The standard solution to that is to use StretchRect() to copy it to a non-multisampled render target.

However in your case I'd just increase the resolution and downsize the result in some image editing software - you'll get better quality that way.


The standard solution to that is to use StretchRect() to copy it to a non-multisampled render target.

That's it! This is what works:

1. Create a large multisampled RT, called it RT1, along with a depth buffer

2. Render the scene to RT1

3. Create a non-multisampled RT, called it RT2, the same size as RT1

4. StretchRect RT1 to RT2

5. Use GetRenderTargetData to copy RT2 to an OffscreenPlainSurce

6. Use D3DXSaveSurfaceToFile to save the OffscreenPlainSurce

Now I get a high resolution, multiampled scene. Thanks so much, Adam!

But why does it have to be so cumbersome? Why can't D3DXSaveSurfaceToFile save a mutisampled RT directly?

The way multisampling works is that D3D internally creates an extra large render target and depth buffer (e.g. for 4X it's double the width and height).

However, when rendering to it the pixel shader isn't re-run for each extra pixel, but the depth test is. That gives significantly better performance than rendering to a double sized render target, at the cost of a bit of quality - it won't solve aliasing that's caused by the shader, which manually rendering at double the size then downsizing will do.

There's usually also some hardware trickery in there to accelerate the common case where all of the antialiased samples for one output pixel are identical by storing the data a bit differently.

The shader aliasing is why I said you want to just render to a bigger texture and downsize it yourself. Doing that also means you need less GPU memory.

The reason you need the StretchRect() step is that the GPU needs to decode and downsize the extra large render target to an antialiased one of the right size before you can read it back with either a shader or the CPU.

StrechRect will work, but will probably perform poorly. You are effectively using SSAA at this point and there is a good reason most games don't offer this option.

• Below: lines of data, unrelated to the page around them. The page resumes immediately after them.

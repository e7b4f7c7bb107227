//! Channel density attribution for multi-channel inkjet calibration.
//!
//! Given a measured L* ramp and the per-channel ink draw curves of a
//! QuadToneRIP `.quad` file, work out how much of the measured density each
//! ink channel is responsible for.
pub mod data;
pub mod solver;
use eframe::egui;

use crate::state::AppState;
use crate::ui::{panels, plot};

// ---------------------------------------------------------------------------
// eframe App implementation
// ---------------------------------------------------------------------------

#[derive(Default)]
pub struct QuadDensityApp {
    pub state: AppState,
}

impl eframe::App for QuadDensityApp {
    fn update(&mut self, ctx: &egui::Context, _frame: &mut eframe::Frame) {
        // ---- Top panel: menu bar ----
        egui::TopBottomPanel::top("top_bar").show(ctx, |ui| {
            panels::top_bar(ui, &mut self.state);
        });

        // ---- Left side panel: solver parameters and channel table ----
        egui::SidePanel::left("solver_panel")
            .default_width(320.0)
            .resizable(true)
            .show(ctx, |ui| {
                panels::side_panel(ui, &mut self.state);
            });

        // ---- Central panel: plots ----
        egui::CentralPanel::default().show(ctx, |ui| {
            plot::density_plots(ui, &self.state);
        });
    }
}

But since you want to capture screenshots, I would recommend rendering your high resolution texture as a full screen quad and using high quality down-sampling filter implemented in the pixel shader. Or do it in an external program once the screenshot is saved.

5. Use D3DXSaveTextureToFile to save RT2 directly to a file

5. Use D3DXSaveTextureToFile to save RT2 directly to a file

D3DXSaveTextureToFile complains that RT2 is not a texture. If I'd created RT2 as a texture then StrectRec would complain that RT2 is not a IDirect3DSurface9. How can I make it to work?